II. Man is like to God as possessing in an eminent way all kinds of life that are found in creation: he has the vegetative life, which is perfected by sensation into the animal life, and this is ennobled by the addition of the rational life. Thus there is in man a triple life that represents the Blessed Trinity. Man resembles God also in the supremacy which he exercises over the material world. He is made lord of all things in order to guide them beneficently as God does, and to establish a divine kingdom among them. All creatures look to man as their master; and, not knowing God, they serve Him in that representation of Him which they see. Further, man is spiritual; he possesses a soul which can live apart from the body. The soul thinks, it can originate new ideas from itself, and so has a sort of creative force; it possesses will, and by its decree gives outward form and expression to the ideas. Thus man is doubly creative. By exercising these great powers as God directs, man may become vicegerent of God, an incarnation of the providence, the power, the wisdom, the beneficence of God; and effective ruler of the world. Disobeying God, man loses the resemblance to Him, and with it he loses in great measure his natural mastery over things temporal.

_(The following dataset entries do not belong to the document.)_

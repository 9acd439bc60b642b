//! Case-insensitive HTTP header storage shared by `Request` and `Response`.
//!
//! The spec calls for header keys stored lowercased with value-based equality, which is a
//! narrower contract than `http::HeaderMap` (which preserves original casing and allows
//! multi-valued headers via an ordered multimap). `HttpHeaders` wraps a `BTreeMap` keyed by
//! lowercase header name, giving deterministic iteration order (handy for hashing wire
//! payloads) at the cost of collapsing duplicate headers — acceptable here since the engine
//! never needs to round-trip `Set-Cookie`-style multi-value headers through this type.

use std::collections::BTreeMap;
use std::iter::FromIterator;

/// A case-insensitive, value-equal header map.
#[derive(Clone, Debug, Default, PartialEq, Eq, serde::Serialize, serde::Deserialize)]
pub struct HttpHeaders(BTreeMap<String, String>);

impl HttpHeaders {
    /// Creates an empty header map.
    pub fn new() -> Self {
        Self::default()
    }

    /// Inserts a header, lowercasing the key. Returns the previous value, if any.
    pub fn insert(&mut self, key: impl AsRef<str>, value: impl Into<String>) -> Option<String> {
        self.0.insert(key.as_ref().to_ascii_lowercase(), value.into())
    }

    /// Looks up a header by name, case-insensitively.
    pub fn get(&self, key: impl AsRef<str>) -> Option<&str> {
        self.0.get(&key.as_ref().to_ascii_lowercase()).map(String::as_str)
    }

    /// Returns true if the given header is present.
    pub fn contains(&self, key: impl AsRef<str>) -> bool {
        self.0.contains_key(&key.as_ref().to_ascii_lowercase())
    }

    /// Iterates over `(lowercase key, value)` pairs in sorted key order.
    pub fn iter(&self) -> impl Iterator<Item = (&str, &str)> {
        self.0.iter().map(|(k, v)| (k.as_str(), v.as_str()))
    }

    /// Number of distinct headers.
    pub fn len(&self) -> usize {
        self.0.len()
    }

    pub fn is_empty(&self) -> bool {
        self.0.is_empty()
    }

    /// Builds from a `reqwest`/`http` header map, collapsing repeated header names by keeping
    /// the last occurrence (matching the source's behaviour of treating headers as a plain
    /// hash rather than a multimap).
    pub fn from_http_map(map: &http::HeaderMap) -> Self {
        let mut out = BTreeMap::new();
        for (name, value) in map.iter() {
            if let Ok(v) = value.to_str() {
                out.insert(name.as_str().to_ascii_lowercase(), v.to_string());
            }
        }
        Self(out)
    }

    /// Renders into an `http::HeaderMap` suitable for handing to an HTTP client.
    pub fn to_http_map(&self) -> http::HeaderMap {
        let mut map = http::HeaderMap::with_capacity(self.0.len());
        for (k, v) in &self.0 {
            if let (Ok(name), Ok(value)) = (
                http::HeaderName::from_bytes(k.as_bytes()),
                http::HeaderValue::from_str(v),
            ) {
                map.insert(name, value);
            }
        }
        map
    }
}

impl FromIterator<(String, String)> for HttpHeaders {
    fn from_iter<T: IntoIterator<Item = (String, String)>>(iter: T) -> Self {
        let mut headers = Self::new();
        for (k, v) in iter {
            headers.insert(k, v);
        }
        headers
    }
}
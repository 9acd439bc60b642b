//! Background loop that keeps heartbeats fresh and periodically performs orphan recovery,
//! running alongside the Processor's reactor task for the engine's lifetime.

use std::sync::Arc;
use std::time::Duration;

use tokio::sync::Notify;

use crate::job_broker::JobBroker;
use crate::task_monitor::TaskMonitor;

/// Floor for the `gc_lock` TTL; the effective TTL is `max(2 × heartbeat_interval, this)`, so a
/// large `heartbeat_interval` configuration cannot let the lock expire mid-sweep.
const GC_LOCK_MIN_TTL_SECS: u64 = 120;

/// Drives `TaskMonitor`'s heartbeat and orphan-cleanup cycle on an interval of
/// `heartbeat_interval/2`, capped at 5s.
pub struct MonitorThread {
    monitor: Arc<TaskMonitor>,
    broker: Arc<dyn JobBroker>,
    heartbeat_interval: Duration,
    orphan_threshold: Duration,
    max_connections: usize,
    stop: Arc<Notify>,
}

impl MonitorThread {
    pub fn new(
        monitor: Arc<TaskMonitor>,
        broker: Arc<dyn JobBroker>,
        heartbeat_interval: Duration,
        orphan_threshold: Duration,
        max_connections: usize,
    ) -> Self {
        Self { monitor, broker, heartbeat_interval, orphan_threshold, max_connections, stop: Arc::new(Notify::new()) }
    }

    fn tick_interval(&self) -> Duration {
        (self.heartbeat_interval / 2).min(Duration::from_secs(5))
    }

    /// Spawns the loop as a `tokio::task`. The returned handle can be aborted, but graceful
    /// shutdown should prefer calling `stop()`, whose `Notify` races against the sleep so the
    /// loop exits promptly instead of waiting out the full interval.
    pub fn spawn(self: Arc<Self>, inflight_ids: Arc<dyn Fn() -> Vec<String> + Send + Sync>) -> tokio::task::JoinHandle<()> {
        tokio::spawn(async move {
            self.run(inflight_ids).await;
        })
    }

    pub fn stop(&self) {
        self.stop.notify_waiters();
    }

    async fn run(&self, inflight_ids: Arc<dyn Fn() -> Vec<String> + Send + Sync>) {
        let interval = self.tick_interval();
        loop {
            tokio::select! {
                _ = self.stop.notified() => {
                    tracing::debug!("monitor thread received stop signal");
                    break;
                }
                _ = tokio::time::sleep(interval) => {}
            }

            self.monitor.ping_process(self.max_connections, self.heartbeat_interval.as_secs() * 2).await;
            self.monitor.update_heartbeats(&inflight_ids()).await;

            let gc_lock_ttl_secs = (self.heartbeat_interval.as_secs() * 2).max(GC_LOCK_MIN_TTL_SECS);
            if self.monitor.acquire_gc_lock(gc_lock_ttl_secs).await {
                match self.monitor.cleanup_orphaned_requests(self.orphan_threshold.as_secs() as i64, self.broker.as_ref()).await {
                    Ok(recovered) if recovered > 0 => tracing::info!(recovered, "orphan cleanup recovered tasks"),
                    Ok(_) => {}
                    Err(e) => tracing::error!(error = %e, "orphan cleanup failed"),
                }
                if !self.monitor.release_gc_lock().await {
                    tracing::warn!("lost gc lock ownership before release; another process may have reclaimed it");
                }
            }
        }
    }
}

#[cfg(test)]
mod tests {
    use super::*;
    use crate::job_broker::InMemoryJobBroker;
    use crate::kv_store::InMemoryKvStore;
    use crate::process_identity::ProcessIdentity;

    #[tokio::test]
    async fn stop_interrupts_the_sleep_promptly() {
        let kv: Arc<dyn crate::kv_store::KvStore> = Arc::new(InMemoryKvStore::new());
        let monitor = Arc::new(TaskMonitor::new(kv, ProcessIdentity::current_for_test("m"), 60));
        let broker: Arc<dyn JobBroker> = Arc::new(InMemoryJobBroker::new());
        let thread = Arc::new(MonitorThread::new(monitor, broker, Duration::from_secs(600), Duration::from_secs(1200), 4));

        let handle = Arc::clone(&thread).spawn(Arc::new(|| Vec::new()));
        tokio::time::sleep(Duration::from_millis(20)).await;
        thread.stop();

        let result = tokio::time::timeout(Duration::from_secs(1), handle).await;
        assert!(result.is_ok(), "monitor thread should exit promptly after stop()");
    }
}
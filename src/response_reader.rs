//! Reads a response body cooperatively with a hard size ceiling, mirroring the fast-path
//! Content-Length rejection and mid-stream accumulation check the teacher's body-size-limiting
//! middleware uses on the inbound side.

use futures_util::StreamExt;

use crate::error::TaskError;

/// Outcome of a successful read: the raw bytes plus the charset extracted from Content-Type,
/// if any and if recognized.
pub struct ReadBody {
    pub bytes: Vec<u8>,
    pub charset: Option<String>,
}

pub struct ResponseReader;

impl ResponseReader {
    /// Reads `response`'s body, aborting with [`TaskError::ResponseTooLargeError`] if it would
    /// exceed `max_response_size`. `shutdown` is polled before each chunk is appended so a
    /// Processor transitioning to stopping/stopped can abandon the read early.
    pub async fn read(
        mut response: reqwest::Response,
        max_response_size: usize,
        correlation_id: &str,
        callback_args: &serde_json::Map<String, serde_json::Value>,
        mut should_abandon: impl FnMut() -> bool,
    ) -> Result<Option<ReadBody>, TaskError> {
        let url = response.url().to_string();
        let charset = extract_charset(response.headers());

        if let Some(content_length) = response.content_length() {
            if content_length as usize > max_response_size {
                return Err(too_large(max_response_size, &url, correlation_id, callback_args));
            }
            if content_length == 0 {
                return Ok(None);
            }
        }

        let mut buf = Vec::new();
        while let Some(chunk) = response.chunk().await.map_err(|e| {
            TaskError::from_reqwest(&e, &url, "GET", std::time::Duration::ZERO, correlation_id, callback_args.clone())
        })? {
            if should_abandon() {
                return Ok(None);
            }
            buf.extend_from_slice(&chunk);
            if buf.len() > max_response_size {
                return Err(too_large(max_response_size, &url, correlation_id, callback_args));
            }
        }

        if buf.is_empty() {
            return Ok(None);
        }
        Ok(Some(ReadBody { bytes: buf, charset }))
    }

    /// Streaming variant used when the caller already has a `bytes_stream`; kept separate so
    /// tests can exercise chunk-boundary behaviour without a live `reqwest::Response`.
    pub async fn read_stream(
        mut stream: impl futures_util::Stream<Item = Result<bytes::Bytes, std::io::Error>> + Unpin,
        max_response_size: usize,
    ) -> Result<Vec<u8>, &'static str> {
        let mut buf = Vec::new();
        while let Some(chunk) = stream.next().await {
            let chunk = chunk.map_err(|_| "stream error")?;
            buf.extend_from_slice(&chunk);
            if buf.len() > max_response_size {
                return Err("too large");
            }
        }
        Ok(buf)
    }
}

fn too_large(
    max_response_size: usize,
    url: &str,
    correlation_id: &str,
    callback_args: &serde_json::Map<String, serde_json::Value>,
) -> TaskError {
    TaskError::ResponseTooLargeError {
        max_response_size,
        url: url.to_string(),
        correlation_id: correlation_id.to_string(),
        callback_args: callback_args.clone(),
    }
}

/// Extracts a `charset` from `Content-Type`, case-insensitively, stripping surrounding quotes.
fn extract_charset(headers: &http::HeaderMap) -> Option<String> {
    let content_type = headers.get(http::header::CONTENT_TYPE)?.to_str().ok()?;
    let lower = content_type.to_ascii_lowercase();
    let idx = lower.find("charset")?;
    let rest = &content_type[idx + "charset".len()..];
    let rest = rest.trim_start();
    let rest = rest.strip_prefix('=')?;
    let value = rest.split(';').next().unwrap_or(rest).trim();
    let value = value.trim_matches(|c| c == '"' || c == '\'');
    if value.is_empty() { None } else { Some(value.to_string()) }
}

/// Reinterprets `bytes` under `charset_label` using `encoding_rs`; returns the original bytes
/// as lossy UTF-8 if the label is unrecognized (the spec's "log and leave as bytes" path,
/// here expressed as a best-effort decode since the caller only wants a printable string).
pub fn reinterpret_with_charset(bytes: &[u8], charset_label: &str) -> String {
    match encoding_rs::Encoding::for_label(charset_label.as_bytes()) {
        Some(encoding) => {
            let (decoded, _, _) = encoding.decode(bytes);
            decoded.into_owned()
        }
        None => {
            tracing::warn!(charset = charset_label, "unrecognized charset, leaving body as raw bytes");
            String::from_utf8_lossy(bytes).into_owned()
        }
    }
}

#[cfg(test)]
mod tests {
    use super::*;

    #[test]
    fn charset_is_extracted_case_insensitively() {
        let mut headers = http::HeaderMap::new();
        headers.insert(http::header::CONTENT_TYPE, "text/html; CHARSET=\"iso-8859-1\"".parse().unwrap());
        assert_eq!(extract_charset(&headers), Some("iso-8859-1".to_string()));
    }

    #[test]
    fn missing_charset_returns_none() {
        let mut headers = http::HeaderMap::new();
        headers.insert(http::header::CONTENT_TYPE, "application/json".parse().unwrap());
        assert_eq!(extract_charset(&headers), None);
    }

    #[test]
    fn reinterpret_falls_back_on_unknown_charset() {
        let text = reinterpret_with_charset(b"hello", "not-a-real-charset");
        assert_eq!(text, "hello");
    }

    #[tokio::test]
    async fn read_stream_rejects_oversized_mid_stream_accumulation() {
        let chunks: Vec<Result<bytes::Bytes, std::io::Error>> =
            vec![Ok(bytes::Bytes::from_static(b"0123456789")), Ok(bytes::Bytes::from_static(b"0123456789"))];
        let stream = tokio_stream::iter(chunks);
        let result = ResponseReader::read_stream(stream, 15).await;
        assert_eq!(result, Err("too large"));
    }

    #[tokio::test]
    async fn read_stream_accepts_exact_ceiling() {
        let chunks: Vec<Result<bytes::Bytes, std::io::Error>> = vec![Ok(bytes::Bytes::from_static(b"0123456789"))];
        let stream = tokio_stream::iter(chunks);
        let result = ResponseReader::read_stream(stream, 10).await.unwrap();
        assert_eq!(result.len(), 10);
    }
}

III. There are further kinds of resemblance to God which depend on our own efforts, with His grace. There is the moral likeness, by which we imitate the perfection of virtues in God. This is most admirable and beautiful, even when carried out in a merely natural way, imperfect as it then necessarily is. Far and away beyond this is the life of supernatural virtue, whereby God dwells in us, and infuses a facility for more splendid virtues than our natural faculties can attain. By this “the life of Jesus is made manifest in our mortal flesh” (2 Cor. iv. 11); and through its various degrees we may rise to the full perfection of the divine likeness that is possible on earth. But there is a more perfect resemblance still, which will be accomplished only in heaven. “We all, beholding the glory of the Lord with open face, are transformed into the same image from glory to glory” (2 Cor. iii. 18). This is the true line of human evolution, perfecting the likeness of God from the natural order through the moral and supernatural, until we arrive at the life of heaven. If the mere vestiges of God in creation are so splendid, and so full of absorbing interest, if the natural man is so far superior to the material world, how magnificent must our souls be when in the state of grace, and when they are made perfect in glory!